» INSTRUCTIONS FOR THE TASK: Which lines of the entries below include "every"? List them all.

» SUPPLIED MATERIAL:
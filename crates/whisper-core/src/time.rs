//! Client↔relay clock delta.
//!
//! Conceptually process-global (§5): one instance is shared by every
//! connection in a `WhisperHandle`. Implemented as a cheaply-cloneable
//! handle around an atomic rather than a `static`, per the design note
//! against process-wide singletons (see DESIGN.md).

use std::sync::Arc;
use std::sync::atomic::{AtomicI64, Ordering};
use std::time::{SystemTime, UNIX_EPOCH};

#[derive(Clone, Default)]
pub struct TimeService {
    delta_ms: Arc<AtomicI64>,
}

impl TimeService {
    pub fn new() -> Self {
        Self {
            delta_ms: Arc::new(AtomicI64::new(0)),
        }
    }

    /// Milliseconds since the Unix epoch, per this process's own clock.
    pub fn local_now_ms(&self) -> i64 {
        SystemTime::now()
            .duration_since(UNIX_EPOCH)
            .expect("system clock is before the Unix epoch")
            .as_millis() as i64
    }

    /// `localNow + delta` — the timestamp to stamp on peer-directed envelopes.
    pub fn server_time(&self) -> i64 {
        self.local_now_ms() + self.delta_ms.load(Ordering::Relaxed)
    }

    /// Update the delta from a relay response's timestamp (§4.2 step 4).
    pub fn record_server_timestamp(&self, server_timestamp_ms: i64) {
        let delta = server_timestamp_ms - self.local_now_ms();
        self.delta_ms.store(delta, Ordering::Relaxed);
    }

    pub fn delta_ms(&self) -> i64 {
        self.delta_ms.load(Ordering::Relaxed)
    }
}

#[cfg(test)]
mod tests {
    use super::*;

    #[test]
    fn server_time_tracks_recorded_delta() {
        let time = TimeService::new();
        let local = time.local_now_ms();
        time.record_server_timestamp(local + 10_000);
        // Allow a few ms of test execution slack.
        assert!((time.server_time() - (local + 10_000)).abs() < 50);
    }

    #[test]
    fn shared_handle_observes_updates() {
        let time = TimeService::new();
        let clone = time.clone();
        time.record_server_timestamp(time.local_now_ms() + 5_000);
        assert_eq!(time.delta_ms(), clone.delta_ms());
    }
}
--
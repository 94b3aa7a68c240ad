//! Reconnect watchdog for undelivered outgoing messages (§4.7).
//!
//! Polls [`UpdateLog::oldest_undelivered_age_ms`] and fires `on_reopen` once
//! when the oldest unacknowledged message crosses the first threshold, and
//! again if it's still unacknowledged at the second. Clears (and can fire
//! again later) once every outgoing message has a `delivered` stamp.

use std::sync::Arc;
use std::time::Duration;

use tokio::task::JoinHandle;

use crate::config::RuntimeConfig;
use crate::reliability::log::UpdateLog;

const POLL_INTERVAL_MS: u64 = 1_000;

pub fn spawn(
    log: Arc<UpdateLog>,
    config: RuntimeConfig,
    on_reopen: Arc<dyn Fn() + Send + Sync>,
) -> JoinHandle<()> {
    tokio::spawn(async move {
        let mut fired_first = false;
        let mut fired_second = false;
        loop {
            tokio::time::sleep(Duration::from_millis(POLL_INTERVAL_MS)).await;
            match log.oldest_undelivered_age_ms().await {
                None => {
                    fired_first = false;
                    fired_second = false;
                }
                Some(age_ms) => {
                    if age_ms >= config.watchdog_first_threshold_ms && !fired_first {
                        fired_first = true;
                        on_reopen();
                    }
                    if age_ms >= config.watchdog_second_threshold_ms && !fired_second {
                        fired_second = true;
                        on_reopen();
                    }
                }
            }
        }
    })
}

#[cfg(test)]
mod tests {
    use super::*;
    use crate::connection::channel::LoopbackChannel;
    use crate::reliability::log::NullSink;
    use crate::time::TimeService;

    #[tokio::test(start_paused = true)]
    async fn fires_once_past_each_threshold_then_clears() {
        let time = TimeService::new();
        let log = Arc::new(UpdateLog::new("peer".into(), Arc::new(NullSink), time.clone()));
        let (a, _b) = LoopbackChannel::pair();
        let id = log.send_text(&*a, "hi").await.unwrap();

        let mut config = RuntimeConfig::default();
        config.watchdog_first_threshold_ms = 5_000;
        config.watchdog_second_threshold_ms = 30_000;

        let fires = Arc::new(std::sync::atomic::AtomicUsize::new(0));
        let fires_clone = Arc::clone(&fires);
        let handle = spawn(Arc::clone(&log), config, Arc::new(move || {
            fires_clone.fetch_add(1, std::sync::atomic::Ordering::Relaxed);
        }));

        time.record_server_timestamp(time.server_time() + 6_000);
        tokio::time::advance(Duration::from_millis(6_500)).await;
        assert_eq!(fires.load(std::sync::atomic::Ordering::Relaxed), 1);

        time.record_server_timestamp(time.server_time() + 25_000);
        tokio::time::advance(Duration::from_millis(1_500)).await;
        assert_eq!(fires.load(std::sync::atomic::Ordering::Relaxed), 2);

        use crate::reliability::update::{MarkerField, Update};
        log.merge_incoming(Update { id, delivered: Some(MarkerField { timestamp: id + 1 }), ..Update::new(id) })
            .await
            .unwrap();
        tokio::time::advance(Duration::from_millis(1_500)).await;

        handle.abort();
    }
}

» RESPONSE FOR THIS EXERCISE:
//! Conceptually process-global (§5): one instance is shared by every
//! again later) once every outgoing message has a `delivered` stamp.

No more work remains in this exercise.